I skipped to the last page of Jerusalem: The Biography to give this tiny essay a good ending. It’s about the Golden Gate, the mysterious sealed gate in the walls of Jerusalem whose opening might, for all three peoples of the Book, signal the end of the world as we know it.
"It is now one hour before dawn on a day in Jerusalem. The Dome of the Rock is open; Muslims are praying. The Church of the Holy Sepulchre is open; the Christians are praying in several languages. The sun is rising over Jerusalem, its rays making the light Herodian stones of the wall almost snowy — just as Josephus described it 2,000 years ago — and then catching the glorious gold of the Dome of the Rock that glints back at the sun. The divine esplanade where Heaven and Earth meet, where God meets man, is still in a realm beyond human cartography. Only the rays of the sun can do it, and finally the light falls on the most mysterious edifice in Jerusalem. Bathing and glowing in the sunlight, it earns its auric name. But the Golden Gate remains locked, until the coming of the Last Days."
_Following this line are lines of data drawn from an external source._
use chrono::{DateTime, Utc};
use ndarray::{Array1, Array2, ArrayView1, Axis};
use serde::{Deserialize, Serialize};
use std::collections::{BTreeSet, HashMap};
use std::time::Instant;

use crate::{
    error::{AppError, AppResult},
    models::{Catalog, MovieId, Rating, UserId},
};

/// Bidirectional movieId <-> matrix row mapping
///
/// Rows are ordered by ascending movieId. Only the ordered id list is
/// serialized; the reverse table is rebuilt on load.
#[derive(Debug, Clone, PartialEq, Serialize, Deserialize)]
#[serde(try_from = "Vec<MovieId>", into = "Vec<MovieId>")]
pub struct IndexMapping {
    movie_ids: Vec<MovieId>,
    rows: HashMap<MovieId, usize>,
}

impl IndexMapping {
    fn from_ids(movie_ids: Vec<MovieId>) -> Self {
        let rows = movie_ids
            .iter()
            .enumerate()
            .map(|(row, id)| (*id, row))
            .collect();
        Self { movie_ids, rows }
    }

    pub fn len(&self) -> usize {
        self.movie_ids.len()
    }

    pub fn is_empty(&self) -> bool {
        self.movie_ids.is_empty()
    }

    pub fn row_of(&self, movie_id: MovieId) -> Option<usize> {
        self.rows.get(&movie_id).copied()
    }

    pub fn movie_at(&self, row: usize) -> Option<MovieId> {
        self.movie_ids.get(row).copied()
    }

    /// Movie ids in row order
    pub fn movie_ids(&self) -> &[MovieId] {
        &self.movie_ids
    }
}

impl TryFrom<Vec<MovieId>> for IndexMapping {
    type Error = String;

    fn try_from(movie_ids: Vec<MovieId>) -> Result<Self, Self::Error> {
        let mapping = Self::from_ids(movie_ids);
        if mapping.rows.len() != mapping.movie_ids.len() {
            return Err("index mapping contains duplicate movie ids".to_string());
        }
        Ok(mapping)
    }
}

impl From<IndexMapping> for Vec<MovieId> {
    fn from(mapping: IndexMapping) -> Self {
        mapping.movie_ids
    }
}

/// Build provenance reported alongside the model
#[derive(Debug, Clone, PartialEq, Serialize, Deserialize)]
pub struct ModelInfo {
    pub built_at: DateTime<Utc>,
    pub items: usize,
    pub users: usize,
    pub ratings: usize,
}

/// Item-item similarity model built once from a ratings relation
///
/// Holds the item-user matrix, the cosine similarity matrix, the row mapping
/// and the catalog used to name results. Nothing is mutated after `build`;
/// new ratings require a new model.
#[derive(Debug, Clone, PartialEq, Serialize, Deserialize)]
pub struct SimilarityModel {
    item_user: Array2<f64>,
    similarity: Array2<f64>,
    index: IndexMapping,
    catalog: Catalog,
    info: ModelInfo,
}

impl SimilarityModel {
    /// Pivots `ratings` into an item-user matrix and computes pairwise cosine similarity
    ///
    /// Duplicate (user, movie) pairs are averaged. Non-finite ratings fail the build.
    pub fn build(ratings: &[Rating], catalog: Catalog) -> AppResult<Self> {
        let start = Instant::now();

        if let Some(bad) = ratings.iter().find(|r| !r.rating.is_finite()) {
            return Err(AppError::InvalidData(format!(
                "non-finite rating {} for user {} movie {}",
                bad.rating, bad.user_id, bad.movie_id
            )));
        }

        let movie_ids: BTreeSet<MovieId> = ratings.iter().map(|r| r.movie_id).collect();
        let user_ids: BTreeSet<UserId> = ratings.iter().map(|r| r.user_id).collect();

        let index = IndexMapping::from_ids(movie_ids.into_iter().collect());
        let columns: HashMap<UserId, usize> = user_ids
            .iter()
            .enumerate()
            .map(|(col, id)| (*id, col))
            .collect();

        let item_user = pivot(ratings, &index, &columns);
        let similarity = cosine_similarity(&item_user);

        let info = ModelInfo {
            built_at: Utc::now(),
            items: index.len(),
            users: columns.len(),
            ratings: ratings.len(),
        };

        tracing::info!(
            items = info.items,
            users = info.users,
            ratings = info.ratings,
            catalog = catalog.len(),
            duration_ms = start.elapsed().as_millis() as u64,
            "Similarity model built"
        );

        Ok(Self {
            item_user,
            similarity,
            index,
            catalog,
            info,
        })
    }

    /// Reassembles a model from its parts, checking that the shapes agree
    pub fn from_parts(
        item_user: Array2<f64>,
        similarity: Array2<f64>,
        index: IndexMapping,
        catalog: Catalog,
        info: ModelInfo,
    ) -> AppResult<Self> {
        let model = Self {
            item_user,
            similarity,
            index,
            catalog,
            info,
        };
        model.validate()?;
        Ok(model)
    }

    /// Checks the shape invariants shared by the matrices and the mapping
    pub fn validate(&self) -> AppResult<()> {
        let n = self.index.len();
        let (sim_rows, sim_cols) = self.similarity.dim();
        if sim_rows != n || sim_cols != n {
            return Err(AppError::InvalidSnapshot(format!(
                "similarity matrix is {}x{}, expected {}x{}",
                sim_rows, sim_cols, n, n
            )));
        }
        if self.item_user.nrows() != n {
            return Err(AppError::InvalidSnapshot(format!(
                "item-user matrix has {} rows, expected {}",
                self.item_user.nrows(),
                n
            )));
        }
        if self.info.items != n || self.info.users != self.item_user.ncols() {
            return Err(AppError::InvalidSnapshot(
                "model info does not match matrix dimensions".to_string(),
            ));
        }
        Ok(())
    }

    pub fn item_user(&self) -> &Array2<f64> {
        &self.item_user
    }

    pub fn similarity(&self) -> &Array2<f64> {
        &self.similarity
    }

    pub fn index(&self) -> &IndexMapping {
        &self.index
    }

    pub fn catalog(&self) -> &Catalog {
        &self.catalog
    }

    pub fn info(&self) -> &ModelInfo {
        &self.info
    }

    /// Similarity row of a movie, if it was rated
    pub fn similarity_row(&self, movie_id: MovieId) -> Option<ArrayView1<'_, f64>> {
        self.index
            .row_of(movie_id)
            .map(|row| self.similarity.row(row))
    }
}

fn pivot(
    ratings: &[Rating],
    index: &IndexMapping,
    columns: &HashMap<UserId, usize>,
) -> Array2<f64> {
    let shape = (index.len(), columns.len());
    let mut sums = Array2::<f64>::zeros(shape);
    let mut counts = Array2::<u32>::zeros(shape);

    for rating in ratings {
        // Every id was collected from `ratings` above
        if let (Some(row), Some(&col)) = (index.row_of(rating.movie_id), columns.get(&rating.user_id)) {
            sums[[row, col]] += rating.rating;
            counts[[row, col]] += 1;
        }
    }

    ndarray::Zip::from(&mut sums)
        .and(&counts)
        .for_each(|sum, &count| {
            if count > 1 {
                *sum /= f64::from(count);
            }
        });
    sums
}

/// Pairwise cosine similarity between the rows of `matrix`
///
/// Zero-magnitude rows score 0 against everything, themselves included.
/// The upper triangle is mirrored so the result is exactly symmetric.
pub fn cosine_similarity(matrix: &Array2<f64>) -> Array2<f64> {
    let n = matrix.nrows();
    // Dividing by the largest magnitude first keeps the squared sum finite
    let scales: Array1<f64> =
        matrix.map_axis(Axis(1), |row| row.fold(0.0f64, |acc, v| acc.max(v.abs())));

    let mut normalized = matrix.clone();
    for (mut row, &scale) in normalized.axis_iter_mut(Axis(0)).zip(scales.iter()) {
        if scale > 0.0 {
            row /= scale;
            let norm = row.dot(&row).sqrt();
            row /= norm;
        }
    }

    let mut similarity = Array2::<f64>::zeros((n, n));
    for i in 0..n {
        let row_i = normalized.row(i);
        for j in i..n {
            let value = row_i.dot(&normalized.row(j));
            similarity[[i, j]] = value;
            similarity[[j, i]] = value;
        }
    }
    similarity
}

#[cfg(test)]
mod tests {
    use super::*;
    use crate::models::Movie;

    const EPS: f64 = 1e-12;

    fn catalog() -> Catalog {
        Catalog::new(vec![
            Movie::new(1, "Toy Story (1995)"),
            Movie::new(2, "Jumanji (1995)"),
            Movie::new(3, "Grumpier Old Men (1995)"),
        ])
    }

    fn ratings() -> Vec<Rating> {
        vec![
            Rating::new(10, 3, 1.0),
            Rating::new(10, 1, 5.0),
            Rating::new(10, 2, 4.0),
            Rating::new(20, 1, 3.0),
            Rating::new(20, 2, 3.0),
            Rating::new(30, 3, 5.0),
        ]
    }

    #[test]
    fn test_build_shapes_and_mapping() {
        let model = SimilarityModel::build(&ratings(), catalog()).unwrap();

        assert_eq!(model.similarity().dim(), (3, 3));
        assert_eq!(model.item_user().dim(), (3, 3));
        assert_eq!(model.index().movie_ids(), &[1, 2, 3]);
        for row in 0..model.index().len() {
            let id = model.index().movie_at(row).unwrap();
            assert_eq!(model.index().row_of(id), Some(row));
        }
        assert_eq!(model.info().users, 3);
        assert_eq!(model.info().ratings, 6);
    }

    #[test]
    fn test_pivot_fills_missing_with_zero() {
        let model = SimilarityModel::build(&ratings(), catalog()).unwrap();
        let matrix = model.item_user();
        // rows: movies 1,2,3; columns: users 10,20,30
        assert_eq!(matrix.row(0).to_vec(), vec![5.0, 3.0, 0.0]);
        assert_eq!(matrix.row(2).to_vec(), vec![1.0, 0.0, 5.0]);
    }

    #[test]
    fn test_similarity_is_symmetric_cosine() {
        let model = SimilarityModel::build(&ratings(), catalog()).unwrap();
        let sim = model.similarity();

        for i in 0..3 {
            assert!((sim[[i, i]] - 1.0).abs() < EPS);
            for j in 0..3 {
                assert_eq!(sim[[i, j]], sim[[j, i]]);
            }
        }

        // [5,3,0] . [4,3,0] / (|..| |..|)
        let expected = (5.0 * 4.0 + 3.0 * 3.0) / (34.0f64.sqrt() * 25.0f64.sqrt());
        assert!((sim[[0, 1]] - expected).abs() < EPS);
    }

    #[test]
    fn test_duplicate_ratings_are_averaged() {
        let ratings = vec![
            Rating::new(1, 1, 2.0),
            Rating::new(1, 1, 4.0),
            Rating::new(2, 1, 1.0),
        ];
        let model = SimilarityModel::build(&ratings, catalog()).unwrap();
        assert_eq!(model.item_user().row(0).to_vec(), vec![3.0, 1.0]);
    }

    #[test]
    fn test_zero_row_scores_zero() {
        let ratings = vec![Rating::new(1, 1, 0.0), Rating::new(1, 2, 4.0)];
        let model = SimilarityModel::build(&ratings, catalog()).unwrap();
        let sim = model.similarity();
        assert_eq!(sim[[0, 0]], 0.0);
        assert_eq!(sim[[0, 1]], 0.0);
        assert!((sim[[1, 1]] - 1.0).abs() < EPS);
    }

    #[test]
    fn test_large_ratings_do_not_overflow() {
        let ratings = vec![
            Rating::new(1, 1, 1e200),
            Rating::new(2, 1, 1e200),
            Rating::new(1, 2, 1e200),
            Rating::new(2, 2, 1e200),
        ];
        let model = SimilarityModel::build(&ratings, catalog()).unwrap();
        let sim = model.similarity();
        assert!((sim[[0, 1]] - 1.0).abs() < EPS);
        assert!((sim[[1, 1]] - 1.0).abs() < EPS);
    }

    #[test]
    fn test_degenerate_inputs() {
        let empty = SimilarityModel::build(&[], catalog()).unwrap();
        assert_eq!(empty.similarity().dim(), (0, 0));
        assert!(empty.index().is_empty());

        let single = SimilarityModel::build(&[Rating::new(1, 2, 3.5)], catalog()).unwrap();
        assert_eq!(single.similarity().dim(), (1, 1));
        assert!((single.similarity()[[0, 0]] - 1.0).abs() < EPS);
    }

    #[test]
    fn test_non_finite_rating_fails() {
        let ratings = vec![Rating::new(1, 1, f64::NAN)];
        let result = SimilarityModel::build(&ratings, catalog());
        assert!(matches!(result, Err(AppError::InvalidData(_))));
    }

    #[test]
    fn test_unrated_catalog_movie_has_no_row() {
        let model = SimilarityModel::build(&ratings(), catalog()).unwrap();
        assert!(model.similarity_row(2).is_some());
        assert!(model.similarity_row(99).is_none());
    }

    #[test]
    fn test_from_parts_rejects_mismatched_shapes() {
        let model = SimilarityModel::build(&ratings(), catalog()).unwrap();
        let result = SimilarityModel::from_parts(
            model.item_user().clone(),
            Array2::zeros((2, 2)),
            model.index().clone(),
            model.catalog().clone(),
            model.info().clone(),
        );
        assert!(matches!(result, Err(AppError::InvalidSnapshot(_))));
    }

    #[test]
    fn test_index_mapping_rejects_duplicates() {
        assert!(IndexMapping::try_from(vec![1, 2, 2]).is_err());
        assert!(IndexMapping::try_from(vec![1, 2, 3]).is_ok());
    }
}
Elizabeth MacBride is a journalist, writer, and communications consultant. She recently wrote about the fisherwoman of Gaza and Naguib Sawiris, one of the world's most audacious billionaires.
Rion Amilcar Scott:
Randa Jarrar’s Him, Me, Muhammad Ali zips between fable and realism, sometimes in the same story. Whether Jarrar’s character is a woman suffering under the small patriarchal tyrannies of family or a half-human, half-ibex creature (also suffering under the small patriarchal tyrannies of family), they always feel fully human and real, pained and searching.
In perhaps my favorite story, “Testimony of Malik, Prisoner #287690,” a kestrel named Malik Kareem Aziz El-Hajj Aamer Kan’un (yes, a bird) is imprisoned after being accused of spying in Istanbul. The story takes the form of a report, the bird answering questions about his life, slowly revealing his many displacements and captivities. Of his time among some anarchist birds in Greece, the kestrel says, “They smelled awful, refusing to groom themselves, and had long, tedious conversations about the 1800s, when anarchism was alive and well in the region.”
“Testimony…” mixes humor with sadness — as do many of the stories — and, in the end, the effect is not so much satiric as it is emotional. The occupation of Gaza is never far from these pages, nor are the ravages of war waged against the Middle East, nor is the displacement of Arabs forced to make homes away from their places of birth.
Whenever I finished a story, though I wanted to read on, I stopped myself, closing the book to extend my time in Jarrar’s world and to let my mind roam. An exciting collection, each story exciting in its own way.
Rion Amilcar Scott’s work has been published in journals such as the Kenyon Review, Crab Orchard Review, PANK, the Rumpus, Fiction International, the Washington City Paper, the Toast, Akashic Books, Melville House, and Confrontation, among others. He was raised in Silver Spring, Maryland, and earned an MFA from George Mason University His short-story collection, Insurrections (University Press of Kentucky), was published in August 2016. Presently, he teaches English at Bowie State University.